ICLR2025

Learning Robust Representations with Long-Term Information for Generalization in Visual Reinforcement Learning

Rui Yang, Jie Wang, Qijie Peng, Ruibo Guo, Guoping Wu, Bin Li

Abstract

Reinforcement learning algorithms have achieved remarkable success in acquiring behavioral skills directly from pixel inputs. However, their application in real-world scenarios presents challenges due to their sensitivity to visual distractions (e.g., changes in viewpoint and light). A key factor contributing to this challenge is that the learned representations often suffer from overfitting taskirrelevant information. By comparing several representation learning methods, we find that the key to alleviating overfitting in representation learning is to choose proper prediction targets. Motivated by our comparison, we propose a novel representation learning approach-namely, reward sequence prediction (RSP)-that uses reward sequences or their transforms (e.g., discrete time Fourier transform) as prediction targets.
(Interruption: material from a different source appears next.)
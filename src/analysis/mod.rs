pub mod analyzer;
pub mod filter;
pub mod filters;
pub mod tokenizer;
RSP can efficiently learn robust representations as reward sequences rarely contain task-irrelevant information while providing a large number of supervised signals to accelerate representation learning. An appealing feature is that RSP makes no assumption about the type of distractions and thus can improve performance even when multiple types of distractions exist. We evaluate our approach in Distracting Control Suite. Experiments show that our method achieves state-of-the-art sample efficiency and generalization ability in tasks with distractions.